En nuestra tarea evangelizadora, sobre todo en estos tiempos críticos que atravesamos, uno de los objetivos a conseguir a corto plazo es, precisamente, la alegría. Hay que hacerlo con los criterios del evangelio. No significa que hay que resignarse; ni tampoco quedarse sumidos en el conformismo… tampoco es encerrarse en posturas de falsa esperanza, aguardando que otro venga a hacer lo que nos corresponde.

La alegría está en descubrir la presencia de Dios en cada uno de nosotros y manifestarlo en acciones de caridad, solidaridad y fraternidad. De allí la invitación que la Iglesia nos hace para hacer de este tiempo de preparación a la Navidad, un momento para hacer sentir la verdadera alegría: la de la fe que se expresa en acciones de amor.
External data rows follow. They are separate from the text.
async fn start_cycle(settings_path: &Path, args: StartCycleArgs) -> anyhow::Result<CycleOutcome> {
    let settings = Settings::load(settings_path)?;
    let mut port = settings.port(&args.port_id).cloned().ok_or_else(|| {
        let available: Vec<&str> = settings.ports.iter().map(|p| p.id.as_str()).collect();
        anyhow!(
            "Port id '{}' not found. Available: {}",
            args.port_id,
            available.join(", ")
        )
    })?;
    if !port.enabled {
        bail!("Port id '{}' is disabled in settings.", port.id);
    }

    if let Some(timeout) = args.timeout {
        port.timeout_secs = timeout;
    }
    if let Some(n) = args.connect_retries {
        port.connect_retries = n;
    }
    if let Some(n) = args.read_retries {
        port.read_retries = n;
    }

    let backend: ClientBackend = args.client.parse()?;
    let factory = DefaultClientFactory::new(backend);

    let log_dir = settings.log_dir().to_path_buf();
    let tracker = SessionTracker::for_log_dir(&log_dir);
    match tracker.load() {
        Ok(Some(existing)) => bail!(
            "Session already running: {} on {}, started {}",
            existing.cycle_name,
            existing.port_id,
            existing.started_at
        ),
        Ok(None) => {}
        Err(TrackerError::CorruptState(err)) => {
            tracing::warn!("Ignoring unreadable session state ({err}); treating as no active session");
        }
        Err(err) => return Err(err.into()),
    }

    let mut bus = ModbusBus::new(port.clone(), Box::new(factory));
    bus.connect().await?;

    let stop_flag = Arc::new(AtomicBool::new(false));
    {
        let flag = stop_flag.clone();
        ctrlc::set_handler(move || flag.store(true, Ordering::SeqCst))?;
    }

    tracing::info!("Starting cycle '{}' on port '{}'", args.cycle_name, port.id);
    let mut session = AcquisitionSession::new(&args.cycle_name, log_dir.clone());

    let cycle_result = run_cycle(&mut bus, &mut session, &tracker, &port, &args, &stop_flag).await;

    // Teardown runs on every exit path, interrupt and read failure included.
    session.stop();
    if let Err(err) = tracker.clear() {
        tracing::warn!("Could not clear session state: {err}");
    }
    bus.close().await;
    tracing::info!("Session finished. Log written to '{}'", log_dir.display());

    cycle_result
}

async fn run_cycle(
    bus: &mut ModbusBus,
    session: &mut AcquisitionSession,
    tracker: &SessionTracker,
    port: &PortConfig,
    args: &StartCycleArgs,
    stop_flag: &AtomicBool,
) -> anyhow::Result<CycleOutcome> {
    let log_path = session.start()?;
    let started_at = session.started_at().unwrap_or_else(Utc::now);
    tracker.save(&SessionState::new(
        &args.cycle_name,
        &port.id,
        started_at,
        &log_path,
    ))?;

    for i in 0..args.iterations {
        if stop_flag.load(Ordering::SeqCst) {
            return Ok(CycleOutcome::Interrupted);
        }

        let response = bus.read_holding_registers(args.address, args.count).await?;
        let record = LogRecord::new(&port.id, json!({ "holding_registers": response.detail }))
            .with_meta(json!({ "iteration": i }));
        session.log(&record)?;
        tracing::debug!("Logged iteration {}: {:?}", i, response.values);

        tokio::time::sleep(Duration::from_secs_f64(args.interval.max(0.0))).await;
    }

    Ok(CycleOutcome::Completed)
}

fn ports_command(settings_path: &Path, action: PortsAction) -> anyhow::Result<()> {
    match action {
        PortsAction::List => {
            let settings = Settings::load(settings_path)?;
            if settings.ports.is_empty() {
                println!("No ports configured.");
                return Ok(());
            }
            for p in &settings.ports {
                println!(
                    "{}: {} baud={} parity={} stop_bits={} data_bits={} unit_id={}{}",
                    p.id,
                    p.device,
                    p.baud_rate,
                    p.parity.letter(),
                    p.stop_bits,
                    p.data_bits,
                    p.unit_id,
                    if p.enabled { "" } else { " (disabled)" }
                );
            }
        }
        PortsAction::Add(args) => {
            let mut settings = Settings::load(settings_path)?;
            let port = args.into_port_config()?;
            let id = port.id.clone();
            let action = settings.add_or_update_port(port);
            settings.save(settings_path)?;
            let verb = match action {
                PortAction::Added => "added",
                PortAction::Updated => "updated",
            };
            tracing::info!("Port {} {}", id, verb);
        }
        PortsAction::Update(args) => {
            let mut settings = Settings::load(settings_path)?;
            let mut port = settings
                .port(&args.port_id)
                .cloned()
                .ok_or_else(|| anyhow!("Port id '{}' not found.", args.port_id))?;
            args.apply(&mut port)?;
            settings.add_or_update_port(port);
            settings.save(settings_path)?;
            tracing::info!("Port {} updated", args.port_id);
        }
        PortsAction::Remove { port_id } => {
            let mut settings = Settings::load(settings_path)?;
            if !settings.remove_port(&port_id) {
                bail!("Port id '{}' not found.", port_id);
            }
            settings.save(settings_path)?;
            tracing::info!("Port {} removed", port_id);
        }
    }
    Ok(())
}

fn show_status(settings_path: &Path) -> anyhow::Result<()> {
    let settings = Settings::load(settings_path)?;
    let tracker = SessionTracker::for_log_dir(settings.log_dir());
    match tracker.load() {
        Ok(None) => println!("No active session."),
        Ok(Some(state)) => println!(
            "Active session: cycle={}, port={}, started={}, log_file={}",
            state.cycle_name, state.port_id, state.started_at, state.log_file
        ),
        Err(TrackerError::CorruptState(err)) => {
            println!("Session state file is unreadable ({err}); treating as no active session.");
        }
        Err(err) => return Err(err.into()),
    }
    Ok(())
}

fn stop_session(settings_path: &Path) -> anyhow::Result<()> {
    let settings = Settings::load(settings_path)?;
    let tracker = SessionTracker::for_log_dir(settings.log_dir());
    match tracker.load() {
        Ok(None) => println!("No active session."),
        Ok(Some(state)) => {
            tracker.clear()?;
            println!(
                "Cleared session state for cycle={}. This does not stop a running \
                 acquisition process; interrupt it with Ctrl+C.",
                state.cycle_name
            );
        }
        Err(TrackerError::CorruptState(_)) => {
            tracker.clear()?;
            println!("Cleared unreadable session state.");
        }
        Err(err) => return Err(err.into()),
    }
    Ok(())
}
//! Protocol layer for the serial register link
//!
//! Provides Modbus RTU framing for the read path and the CRC-16 it needs.
//! The acquisition core never touches frames directly; only the
//! hardware-backed client uses this module.

pub mod checksum;
pub mod modbus;

pub use modbus::{
    build_read_request, format_frame, parse_read_response, parse_registers, ExceptionCode,
    FrameError, ResponseFrame,
};
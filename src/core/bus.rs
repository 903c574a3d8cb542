//! Bus connection for register-based field devices
//!
//! Owns one link to one device and carries the resilience policy around it:
//! bounded connect retries, per-read retries with optional reconnect, and
//! call-shape negotiation against heterogeneous client implementations.

use crate::core::transport::{
    AdapterError, CallShape, ClientFactory, ExtraParams, RegisterClient, RegisterResponse,
    SerialParity,
};
use serde::{Deserialize, Serialize};
use std::time::Duration;
use thiserror::Error;

/// Configuration of one physical port
///
/// Immutable for a run once loaded from settings, except for explicit
/// operator overrides applied before the bus connects.
#[derive(Debug, Clone, Serialize, Deserialize)]
pub struct PortConfig {
    /// Unique port id
    pub id: String,
    /// Device path, e.g. COM3 or /dev/ttyUSB0
    pub device: String,
    /// Baud rate
    pub baud_rate: u32,
    /// Parity
    #[serde(default)]
    pub parity: SerialParity,
    /// Stop bits (1, 2)
    #[serde(default = "default_stop_bits")]
    pub stop_bits: u8,
    /// Data bits (5-8)
    #[serde(default = "default_data_bits")]
    pub data_bits: u8,
    /// Link timeout in seconds
    #[serde(default = "default_timeout")]
    pub timeout_secs: f64,
    /// Seconds between polls
    #[serde(default = "default_poll_interval")]
    pub poll_interval_secs: f64,
    /// Unit identifier of the target device
    pub unit_id: u8,
    /// Register start address for polls
    #[serde(default)]
    pub read_address: u16,
    /// Number of registers per poll
    #[serde(default = "default_read_count")]
    pub read_count: u16,
    /// Index of the value of interest within the read block
    #[serde(default)]
    pub value_index: usize,
    /// Whether this port may be used for cycles
    #[serde(default = "default_enabled")]
    pub enabled: bool,
    /// Connect attempts before giving up (minimum 1)
    #[serde(default = "default_connect_retries")]
    pub connect_retries: u32,
    /// Seconds between failed connect attempts
    #[serde(default = "default_connect_retry_delay")]
    pub connect_retry_delay_secs: f64,
    /// Read attempts before giving up (minimum 1)
    #[serde(default = "default_read_retries")]
    pub read_retries: u32,
    /// Seconds between failed read attempts
    #[serde(default = "default_read_retry_delay")]
    pub read_retry_delay_secs: f64,
    /// Reconnect the link before retrying a failed read
    #[serde(default = "default_enabled")]
    pub reconnect_on_read_error: bool,
    /// Adapter-specific extra parameters
    #[serde(default)]
    pub extra_params: ExtraParams,
}

fn default_stop_bits() -> u8 {
    1
}
fn default_data_bits() -> u8 {
    8
}
fn default_timeout() -> f64 {
    1.0
}
fn default_poll_interval() -> f64 {
    1.0
}
fn default_read_count() -> u16 {
    1
}
fn default_enabled() -> bool {
    true
}
fn default_connect_retries() -> u32 {
    3
}
fn default_connect_retry_delay() -> f64 {
    1.0
}
fn default_read_retries() -> u32 {
    1
}
fn default_read_retry_delay() -> f64 {
    0.2
}

impl PortConfig {
    /// Create a port configuration with default link and retry policy
    pub fn new(id: &str, device: &str, baud_rate: u32, unit_id: u8) -> Self {
        Self {
            id: id.to_string(),
            device: device.to_string(),
            baud_rate,
            parity: SerialParity::None,
            stop_bits: default_stop_bits(),
            data_bits: default_data_bits(),
            timeout_secs: default_timeout(),
            poll_interval_secs: default_poll_interval(),
            unit_id,
            read_address: 0,
            read_count: default_read_count(),
            value_index: 0,
            enabled: true,
            connect_retries: default_connect_retries(),
            connect_retry_delay_secs: default_connect_retry_delay(),
            read_retries: default_read_retries(),
            read_retry_delay_secs: default_read_retry_delay(),
            reconnect_on_read_error: true,
            extra_params: ExtraParams::new(),
        }
    }

    /// Link timeout as a duration
    pub fn timeout(&self) -> Duration {
        Duration::from_secs_f64(self.timeout_secs.max(0.0))
    }

    /// Poll interval as a duration
    pub fn poll_interval(&self) -> Duration {
        Duration::from_secs_f64(self.poll_interval_secs.max(0.0))
    }

    /// Delay between failed connect attempts
    pub fn connect_retry_delay(&self) -> Duration {
        Duration::from_secs_f64(self.connect_retry_delay_secs.max(0.0))
    }

    /// Delay between failed read attempts
    pub fn read_retry_delay(&self) -> Duration {
        Duration::from_secs_f64(self.read_retry_delay_secs.max(0.0))
    }
}

/// Bus error types
#[derive(Error, Debug)]
pub enum BusError {
    /// Link could not be established after exhausting retries
    #[error("Connection failed for {device}: {source}")]
    ConnectionFailed {
        /// Device path of the port
        device: String,
        /// Last underlying cause
        #[source]
        source: AdapterError,
    },

    /// Read attempted without a connected client
    #[error("Client not connected")]
    NotConnected,

    /// The client does not implement register reads
    #[error("Client does not implement register reads")]
    UnsupportedOperation,

    /// Register read failed after exhausting retries
    #[error("Read failed on {device}: {source}")]
    ReadFailed {
        /// Device path of the port
        device: String,
        /// Last underlying cause
        #[source]
        source: AdapterError,
    },
}

/// One bus connection to one device
pub struct ModbusBus {
    config: PortConfig,
    factory: Box<dyn ClientFactory>,
    client: Option<Box<dyn RegisterClient>>,
    call_shape: Option<CallShape>,
}

impl ModbusBus {
    /// Create a bus for the given port; no link is opened yet
    pub fn new(config: PortConfig, factory: Box<dyn ClientFactory>) -> Self {
        Self {
            config,
            factory,
            client: None,
            call_shape: None,
        }
    }

    /// Port configuration this bus was built from
    pub fn config(&self) -> &PortConfig {
        &self.config
    }

    /// Whether a client is held and reports an open link
    pub fn is_connected(&self) -> bool {
        self.client.as_ref().is_some_and(|c| c.is_connected())
    }

    /// Construct and open a client for the configured link
    ///
    /// Retries up to `connect_retries` times, sleeping `connect_retry_delay`
    /// between failed attempts. On exhaustion the last underlying cause is
    /// preserved and no partially-open client is retained.
    pub async fn connect(&mut self) -> Result<(), BusError> {
        let attempts = self.config.connect_retries.max(1);
        let mut attempt = 1;
        loop {
            match self.try_connect().await {
                Ok(()) => return Ok(()),
                Err(err) => {
                    self.client = None;
                    if attempt >= attempts {
                        tracing::error!(
                            "Connect failed after {} attempt(s) for {}: {}",
                            attempts,
                            self.config.device,
                            err
                        );
                        return Err(BusError::ConnectionFailed {
                            device: self.config.device.clone(),
                            source: err,
                        });
                    }
                    tracing::debug!(
                        "Connect attempt {}/{} failed for {}: {}",
                        attempt,
                        attempts,
                        self.config.device,
                        err
                    );
                    tokio::time::sleep(self.config.connect_retry_delay()).await;
                    attempt += 1;
                }
            }
        }
    }

    async fn try_connect(&mut self) -> Result<(), AdapterError> {
        let extra = if self.config.extra_params.is_empty() {
            None
        } else {
            Some(&self.config.extra_params)
        };

        let mut client = match self.factory.build(&self.config, extra) {
            Ok(client) => client,
            Err(AdapterError::InvalidParams(reason)) if extra.is_some() => {
                tracing::warn!(
                    "Client factory rejected extra params ({}); retrying with base parameters only",
                    reason
                );
                self.factory.build(&self.config, None)?
            }
            Err(err) => return Err(err),
        };

        client.connect().await?;
        self.client = Some(client);
        Ok(())
    }

    /// Best-effort teardown
    ///
    /// Errors from the underlying close are logged and swallowed so session
    /// shutdown stays unconditional.
    pub async fn close(&mut self) {
        if let Some(mut client) = self.client.take() {
            if let Err(err) = client.close().await {
                tracing::warn!(
                    "Error closing client for {} (ignored): {}",
                    self.config.device,
                    err
                );
            }
        }
    }

    /// Read a block of holding registers
    ///
    /// Retries up to `read_retries` times, sleeping `read_retry_delay`
    /// between attempts; with `reconnect_on_read_error` set, the link is
    /// closed and reopened before each retry. The call shape is negotiated
    /// on the first read and reused afterwards.
    pub async fn read_holding_registers(
        &mut self,
        address: u16,
        count: u16,
    ) -> Result<RegisterResponse, BusError> {
        {
            let client = self.client.as_ref().ok_or(BusError::NotConnected)?;
            if !client.supports_register_read() {
                return Err(BusError::UnsupportedOperation);
            }
        }

        let attempts = self.config.read_retries.max(1);
        let mut attempt = 1;
        loop {
            match self.try_read(address, count).await {
                Ok(resp) => return Ok(resp),
                Err(err) => {
                    if attempt >= attempts {
                        tracing::error!(
                            "Read failed after {} attempt(s) on {}: {}",
                            attempts,
                            self.config.device,
                            err
                        );
                        return Err(BusError::ReadFailed {
                            device: self.config.device.clone(),
                            source: err,
                        });
                    }
                    tracing::debug!(
                        "Read attempt {}/{} failed on {}: {}",
                        attempt,
                        attempts,
                        self.config.device,
                        err
                    );
                    if self.config.reconnect_on_read_error {
                        self.close().await;
                        if let Err(conn_err) = self.connect().await {
                            tracing::error!("Reconnect failed: {}", conn_err);
                            // No further retry opportunity left; surface now.
                            if attempt + 1 >= attempts {
                                return Err(conn_err);
                            }
                        }
                    }
                    tokio::time::sleep(self.config.read_retry_delay()).await;
                    attempt += 1;
                }
            }
        }
    }

    /// One read attempt, negotiating the call shape if not yet known
    async fn try_read(
        &mut self,
        address: u16,
        count: u16,
    ) -> Result<RegisterResponse, AdapterError> {
        let unit_id = self.config.unit_id;
        let shapes: Vec<CallShape> = match self.call_shape {
            Some(shape) => vec![shape],
            None => CallShape::NEGOTIATION_ORDER.to_vec(),
        };

        let client = self.client.as_mut().ok_or(AdapterError::NotConnected)?;

        for shape in shapes {
            match client.read_registers(shape.call(address, count, unit_id)).await {
                Ok(resp) => {
                    if self.call_shape.is_none() {
                        tracing::debug!(
                            "Negotiated call shape {:?} for {}",
                            shape,
                            self.config.device
                        );
                    }
                    self.call_shape = Some(shape);
                    if resp.is_error() {
                        let reason = resp
                            .error
                            .unwrap_or_else(|| "unspecified device error".to_string());
                        return Err(AdapterError::Protocol(format!(
                            "Device error response: {reason}"
                        )));
                    }
                    return Ok(resp);
                }
                // Fall through the chain only on a signature mismatch, and
                // only while still negotiating.
                Err(AdapterError::SignatureRejected(reason)) if self.call_shape.is_none() => {
                    tracing::trace!("Call shape {:?} rejected: {}", shape, reason);
                }
                Err(err) => return Err(err),
            }
        }

        Err(AdapterError::SignatureRejected(
            "no accepted register-read call shape",
        ))
    }
}
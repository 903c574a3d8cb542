//! # Fieldlog Core Library
//!
//! A serial register poller and cycle logger for industrial field devices:
//! - Register clients behind a negotiated capability trait (offline stub,
//!   Modbus RTU over serial)
//! - Bus connection with bounded connect retries and per-read
//!   retry/reconnect policy
//! - Acquisition sessions writing append-only JSON-lines cycle logs
//! - File-based session tracker for cross-process status visibility
//! - CLI with exit codes for automation
//!
//! ## Example
//!
//! ```rust,no_run
//! use fieldlog_core::{ClientBackend, DefaultClientFactory, ModbusBus, PortConfig};
//!
//! #[tokio::main]
//! async fn main() -> anyhow::Result<()> {
//!     let config = PortConfig::new("p1", "/dev/ttyUSB0", 9600, 1);
//!     let factory = DefaultClientFactory::new(ClientBackend::Stub);
//!     let mut bus = ModbusBus::new(config, Box::new(factory));
//!
//!     bus.connect().await?;
//!     let response = bus.read_holding_registers(0, 10).await?;
//!     println!("Registers: {:?}", response.values);
//!     bus.close().await;
//!
//!     Ok(())
//! }
//! ```

#![warn(missing_docs)]
#![warn(clippy::all)]
#![warn(clippy::pedantic)]
#![allow(clippy::module_name_repetitions)]

pub mod cli;
pub mod config;
pub mod core;

// Re-exports for convenience
pub use crate::cli::ExitCodes;
pub use crate::config::{PortAction, Settings, SettingsError};
pub use crate::core::bus::{BusError, ModbusBus, PortConfig};
pub use crate::core::logger::{CycleLogWriter, LogRecord, WriterError};
pub use crate::core::session::{AcquisitionSession, SessionError};
pub use crate::core::tracker::{SessionState, SessionTracker, TrackerError};
pub use crate::core::transport::{
    AdapterError, CallShape, ClientBackend, ClientFactory, DefaultClientFactory, ReadCall,
    RegisterClient, RegisterResponse, RtuClient, SerialFlowControl, SerialParity, StubClient,
};

/// Library version
pub const VERSION: &str = env!("CARGO_PKG_VERSION");

/// Library name
pub const NAME: &str = env!("CARGO_PKG_NAME");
Hay muchas maneras de manifestar la caridad fraterna: desde el compartir insumos de diverso tipo hasta el acompañarnos mutuamente para darnos el consuelo que viene de Dios Espíritu Santo.

Él nos acompaña, como nos lo recuerda el profeta Isaías. Nos ha ungido, como lo hizo con el Mesías. Desde el Bautismo y la Confirmación, hemos recibido la gracia del Espíritu quien nos ha ungido, es decir consagrado.

La consagración marca para toda la vida y nos impulsa a contagiar alegría a todos: anunciando el evangelio a los pobres, dando la vista a los ciegos, liberando a los oprimidos y promoviendo el tiempo de gracia del Señor. Quien es ungido por el Espíritu debe manifestar su alegría permanentemente pues ha sido revestido de salvación, justicia y santidad…que, a por otro lado, debe contagiar a todos los hermanos.

La alegría no está en lo que se pueda tener ni en el poder que se pueda ostentar. La alegría está en compartir la propia vida con los hermanos: así podremos experimentar lo que nos enseña Jesús, pues no hay mayor amor y, por tanto, alegría como en el dar la vida por los demás.

Si acompañamos a quienes sufren o están deprimidos y desesperanzados, o quienes están golpeados de diversos modos, si nos acercamos a ellos para que no sientan necesidad, estaremos dándoles una muestra de la ternura de Dios y de la auténtica alegría, que viene del Redentor nacido en Belén. La cosa está clara: ¡Ser alegres en el Señor!